Typically, the words counselling and therapy/psychotherapy are used interchangeably to describe the relational process where the counsellor (or therapist) utilizes specific professional skills to help you make changes in your life.
In Alberta, as in most jurisdictions in Canada, the words ‘counsellor’ and ‘therapist’ are unregulated. What this means is that anyone can call themselves a counsellor or a therapist, so a title alone may not be enough to ensure that the person you access has a minimum level of experience or education. There are some other things you can look for (which I will speak to below) to help you choose who you want to see.
What is the difference between all the professionals who work in the mental health field?
There are numerous professions that overlap and provide counselling services. You can receive exceptional support from a member of any of these professions, but there are some differences in their training and regulation.
Psychologist – Psychologists can assess, diagnose, and treat mental health concerns . In Alberta, a psychologist will have a masters or doctorate (PhD or PsyD) degree. A psychologist will also meet a number of educational and experiential requirements including 1600 hours of supervised practice and the completion of licensing exams. In Alberta, only people who have met the criteria laid out by the College of Alberta Psychologists may call themselves psychologists.
Provisional Psychologist – A provisional psychologist is a person in-training to become a psychologist. A provisional psychologist will have completed the formal training required for registration as a psychologist; however, they are required to practice under the supervision of a senior member of the profession. Once the provisional psychologist has completed 1600 hours of supervised practice and passed the licensing exams, they become a registered psychologist. Only individuals who have been approved by the College of Alberta Psychologists may use the title ‘Provisional Psychologist’.
Certified Counsellor – There are a number of professional bodies in Canada that certify counsellors. The certification process requires the individual to meet the qualifications laid out by the professional body in order to use a specified title. Typically, certification as a counsellor requires the completion of a graduate degree in a counselling field with associated practical experience.
Social Worker – Social work is a regulated profession, so only those registered with the Alberta College of Social Workers may call themselves a social worker. A social worker may have a diploma, a bachelors degree, a masters degree, or a doctoral degree. Social workers may function in a variety of professional capacities. Social workers providing counselling/therapy should be designated as “Clinical Social Worker” or have received authorization to perform restricted activities.

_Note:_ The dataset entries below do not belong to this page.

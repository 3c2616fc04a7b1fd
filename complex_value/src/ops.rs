//! Arithmetic operators for `Complex`
//!
//! Every binary operator is pure and returns a new value. Mixed forms with a
//! real `f64` operand are provided on both sides. Scalar `+` and `-` act on
//! the real part only; scalar `*` and `/` scale both parts.
//!
//! Nothing here reports errors. Division by zero yields `Inf`/`NaN` exactly
//! as the underlying `f64` operations do; use [`Complex::checked_div`] to get
//! a `DomainError` for a zero complex divisor instead.

use std::iter::{Product, Sum};
use std::ops::{Add, AddAssign, Div, DivAssign, Mul, MulAssign, Neg, Sub, SubAssign};

use crate::debug::debug_log;
use crate::error::{ComplexError, ComplexResult};
use crate::value::Complex;

/// Implement `&T op U`, `T op &U` and `&T op &U` in terms of `T op U`.
macro_rules! forward_ref_binop {
    (impl $imp:ident, $method:ident for $t:ty, $u:ty) => {
        impl $imp<$u> for &$t {
            type Output = <$t as $imp<$u>>::Output;

            #[inline]
            fn $method(self, rhs: $u) -> Self::Output {
                $imp::$method(*self, rhs)
            }
        }

        impl $imp<&$u> for $t {
            type Output = <$t as $imp<$u>>::Output;

            #[inline]
            fn $method(self, rhs: &$u) -> Self::Output {
                $imp::$method(self, *rhs)
            }
        }

        impl $imp<&$u> for &$t {
            type Output = <$t as $imp<$u>>::Output;

            #[inline]
            fn $method(self, rhs: &$u) -> Self::Output {
                $imp::$method(*self, *rhs)
            }
        }
    };
}

/// Implement `T op= &U` in terms of `T op= U`.
macro_rules! forward_ref_op_assign {
    (impl $imp:ident, $method:ident for $t:ty, $u:ty) => {
        impl $imp<&$u> for $t {
            #[inline]
            fn $method(&mut self, rhs: &$u) {
                $imp::$method(self, *rhs);
            }
        }
    };
}

// ========== Complex op Complex ==========

impl Add for Complex {
    type Output = Complex;

    #[inline]
    fn add(self, rhs: Complex) -> Complex {
        Complex::new(self.re + rhs.re, self.im + rhs.im)
    }
}

impl Sub for Complex {
    type Output = Complex;

    #[inline]
    fn sub(self, rhs: Complex) -> Complex {
        Complex::new(self.re - rhs.re, self.im - rhs.im)
    }
}

impl Mul for Complex {
    type Output = Complex;

    #[inline]
    fn mul(self, rhs: Complex) -> Complex {
        Complex::new(
            self.re * rhs.re - self.im * rhs.im,
            self.re * rhs.im + self.im * rhs.re,
        )
    }
}

/// `a / b = (a * conj(b)) / |b|²`
///
/// A zero divisor gives `NaN` (or `Inf`) parts rather than an error.
impl Div for Complex {
    type Output = Complex;

    #[inline]
    fn div(self, rhs: Complex) -> Complex {
        (self * rhs.conj()) / rhs.norm_sqr()
    }
}

// ========== Complex op f64 ==========

impl Add<f64> for Complex {
    type Output = Complex;

    #[inline]
    fn add(self, rhs: f64) -> Complex {
        Complex::new(self.re + rhs, self.im)
    }
}

impl Sub<f64> for Complex {
    type Output = Complex;

    #[inline]
    fn sub(self, rhs: f64) -> Complex {
        Complex::new(self.re - rhs, self.im)
    }
}

impl Mul<f64> for Complex {
    type Output = Complex;

    #[inline]
    fn mul(self, rhs: f64) -> Complex {
        Complex::new(self.re * rhs, self.im * rhs)
    }
}

impl Div<f64> for Complex {
    type Output = Complex;

    #[inline]
    fn div(self, rhs: f64) -> Complex {
        Complex::new(self.re / rhs, self.im / rhs)
    }
}

// ========== f64 op Complex ==========

impl Add<Complex> for f64 {
    type Output = Complex;

    #[inline]
    fn add(self, rhs: Complex) -> Complex {
        Complex::new(self + rhs.re, rhs.im)
    }
}

impl Sub<Complex> for f64 {
    type Output = Complex;

    #[inline]
    fn sub(self, rhs: Complex) -> Complex {
        Complex::new(self - rhs.re, -rhs.im)
    }
}

impl Mul<Complex> for f64 {
    type Output = Complex;

    #[inline]
    fn mul(self, rhs: Complex) -> Complex {
        Complex::new(self * rhs.re, self * rhs.im)
    }
}

forward_ref_binop! { impl Add, add for Complex, Complex }
forward_ref_binop! { impl Sub, sub for Complex, Complex }
forward_ref_binop! { impl Mul, mul for Complex, Complex }
forward_ref_binop! { impl Div, div for Complex, Complex }
forward_ref_binop! { impl Add, add for Complex, f64 }
forward_ref_binop! { impl Sub, sub for Complex, f64 }
forward_ref_binop! { impl Mul, mul for Complex, f64 }
forward_ref_binop! { impl Div, div for Complex, f64 }
forward_ref_binop! { impl Add, add for f64, Complex }
forward_ref_binop! { impl Sub, sub for f64, Complex }
forward_ref_binop! { impl Mul, mul for f64, Complex }

impl Neg for Complex {
    type Output = Complex;

    #[inline]
    fn neg(self) -> Complex {
        Complex::new(-self.re, -self.im)
    }
}

impl Neg for &Complex {
    type Output = Complex;

    #[inline]
    fn neg(self) -> Complex {
        -*self
    }
}

// ========== Compound assignment ==========

impl AddAssign for Complex {
    #[inline]
    fn add_assign(&mut self, rhs: Complex) {
        self.re += rhs.re;
        self.im += rhs.im;
    }
}

impl SubAssign for Complex {
    #[inline]
    fn sub_assign(&mut self, rhs: Complex) {
        self.re -= rhs.re;
        self.im -= rhs.im;
    }
}

impl MulAssign for Complex {
    #[inline]
    fn mul_assign(&mut self, rhs: Complex) {
        // The imaginary update needs the real part from before this call.
        let re = self.re;
        self.re = re * rhs.re - self.im * rhs.im;
        self.im = re * rhs.im + self.im * rhs.re;
    }
}

impl DivAssign for Complex {
    #[inline]
    fn div_assign(&mut self, rhs: Complex) {
        *self = *self / rhs;
    }
}

impl AddAssign<f64> for Complex {
    #[inline]
    fn add_assign(&mut self, rhs: f64) {
        self.re += rhs;
    }
}

impl SubAssign<f64> for Complex {
    #[inline]
    fn sub_assign(&mut self, rhs: f64) {
        self.re -= rhs;
    }
}

impl MulAssign<f64> for Complex {
    #[inline]
    fn mul_assign(&mut self, rhs: f64) {
        self.re *= rhs;
        self.im *= rhs;
    }
}

impl DivAssign<f64> for Complex {
    #[inline]
    fn div_assign(&mut self, rhs: f64) {
        self.re /= rhs;
        self.im /= rhs;
    }
}

forward_ref_op_assign! { impl AddAssign, add_assign for Complex, Complex }
forward_ref_op_assign! { impl SubAssign, sub_assign for Complex, Complex }
forward_ref_op_assign! { impl MulAssign, mul_assign for Complex, Complex }
forward_ref_op_assign! { impl DivAssign, div_assign for Complex, Complex }
forward_ref_op_assign! { impl AddAssign, add_assign for Complex, f64 }
forward_ref_op_assign! { impl SubAssign, sub_assign for Complex, f64 }
forward_ref_op_assign! { impl MulAssign, mul_assign for Complex, f64 }
forward_ref_op_assign! { impl DivAssign, div_assign for Complex, f64 }

// ========== Checked division ==========

impl Complex {
    /// Complex division that rejects a zero divisor
    ///
    /// Returns `DomainError` when `|rhs|² == 0`; otherwise the same result as
    /// `self / rhs`.
    pub fn checked_div(self, rhs: Complex) -> ComplexResult<Complex> {
        if rhs.norm_sqr() == 0.0 {
            debug_log(format_args!("checked_div: rejected divisor {}", rhs));
            return Err(ComplexError::domain_error(format!(
                "division of {} by zero complex value {}",
                self, rhs
            )));
        }
        Ok(self / rhs)
    }
}

// ========== Iterator folds ==========

impl Sum for Complex {
    fn sum<I: Iterator<Item = Complex>>(iter: I) -> Complex {
        iter.fold(Complex::ZERO, |acc, z| acc + z)
    }
}

impl<'a> Sum<&'a Complex> for Complex {
    fn sum<I: Iterator<Item = &'a Complex>>(iter: I) -> Complex {
        iter.fold(Complex::ZERO, |acc, z| acc + z)
    }
}

impl Product for Complex {
    fn product<I: Iterator<Item = Complex>>(iter: I) -> Complex {
        iter.fold(Complex::ONE, |acc, z| acc * z)
    }
}

impl<'a> Product<&'a Complex> for Complex {
    fn product<I: Iterator<Item = &'a Complex>>(iter: I) -> Complex {
        iter.fold(Complex::ONE, |acc, z| acc * z)
    }
}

Psychiatrist – Psychiatrists are medical doctors who have specialized in the diagnosis and treatment of mental health conditions. Psychiatrists can prescribe medication. In some cases, psychiatrists provide talk-therapy to their patients, though this may depend on the context in which they work. In Alberta, one typically requires a referral from their family doctor in order to see a psychiatrist.
What credentials should I look for when finding a counsellor?

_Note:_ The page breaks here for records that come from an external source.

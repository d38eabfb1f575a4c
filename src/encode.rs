//! QR code rendering.
//!
//! Produces black-on-white symbols with error-correction level L and the
//! smallest version that fits the payload.

use std::io::Cursor;

use image::{DynamicImage, GrayImage, ImageOutputFormat, Luma};
use qrcode::{Color, EcLevel, QrCode};

use crate::error::EncodeError;

/// Layout of a rendered symbol
#[derive(Debug, Clone, Copy, PartialEq, Eq)]
pub struct RenderOptions {
    /// Pixels per module side
    pub module_pixels: u32,
    /// Light modules around the symbol
    pub quiet_zone: u32,
}

impl Default for RenderOptions {
    fn default() -> Self {
        Self {
            module_pixels: 10,
            quiet_zone: 4,
        }
    }
}

/// Render `payload` into a grayscale image
pub fn render_luma(payload: &[u8], options: RenderOptions) -> Result<GrayImage, EncodeError> {
    let code = QrCode::with_error_correction_level(payload, EcLevel::L).map_err(EncodeError::Qr)?;
    let modules = code.width() as u32;
    let colors = code.to_colors();
    let scale = options.module_pixels.max(1);
    let quiet = options.quiet_zone;
    let size = (modules + 2 * quiet) * scale;

    Ok(GrayImage::from_fn(size, size, |x, y| {
        let (mx, my) = (x / scale, y / scale);
        let inside = (quiet..modules + quiet).contains(&mx) && (quiet..modules + quiet).contains(&my);
        if !inside {
            return Luma([255]);
        }
        let idx = ((my - quiet) * modules + (mx - quiet)) as usize;
        match colors[idx] {
            Color::Dark => Luma([0]),
            Color::Light => Luma([255]),
        }
    }))
}

/// Render `payload` with the default layout and encode it as PNG
pub fn render_png(payload: &[u8]) -> Result<Vec<u8>, EncodeError> {
    let img = render_luma(payload, RenderOptions::default())?;
    let mut bytes = Vec::new();
    DynamicImage::ImageLuma8(img).write_to(&mut Cursor::new(&mut bytes), ImageOutputFormat::Png)?;
    Ok(bytes)
}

The letters behind a professionals name can tell you a lot if you know how to decode them. If you are not sure what the letters mean, feel free to ask.
As a rule, I recommend looking for a professional who has a masters or doctoral degree in a field related to counselling (such as psychology, social work, and counselling). The letters most commonly conferring a masters or doctoral degree in a counselling field include: MC (Master of Counselling); MSc (Master of Science); MA (Master of Arts); MEd (Master of Education); MSW (Master of Social Work); PhD (Doctor of Philosophy); PsyD (Psychology Doctor).
2) Certification or Registration
A professional who is registered or certified with a professional body will have been required to meet a set of standards. This will have included demonstrating that they have sufficient competence and experience in providing counselling services. Professionals who are certified or registered are also required to follow standards of practice for their profession. Standards of practice are the rules they have to follow to ensure you are protected. On that note, if a certified or registered professional does something that is unethical or cringeworthy, you can make a complaint to their professional body.
Certification or registration is often represented by letters noted after those connected to the counsellor’s education. The most common in the counselling field are RPsych (Registered Psychologist); CCC (Certified Canadian Counsellor); RSW (Registered Social Worker).
3) Training and/or Experience in the Area You Are Seeking Help In
Counselling professionals typically engage in ongoing professional development. Don’t be scared to ask your prospective counsellor about their training and experience. This will help you decide if they are the right fit for you.
In some cases, a professional’s additional training may lead to certification in a specific type of therapy or skill. In this case, additional training may be represented by additional letters behind their name, education, and registration/certification. For example, in addition to having a masters degree (MC) and being registered as a psychologist (RPsych), I am a Certified Clinical Telemental Health Provider (CTMH).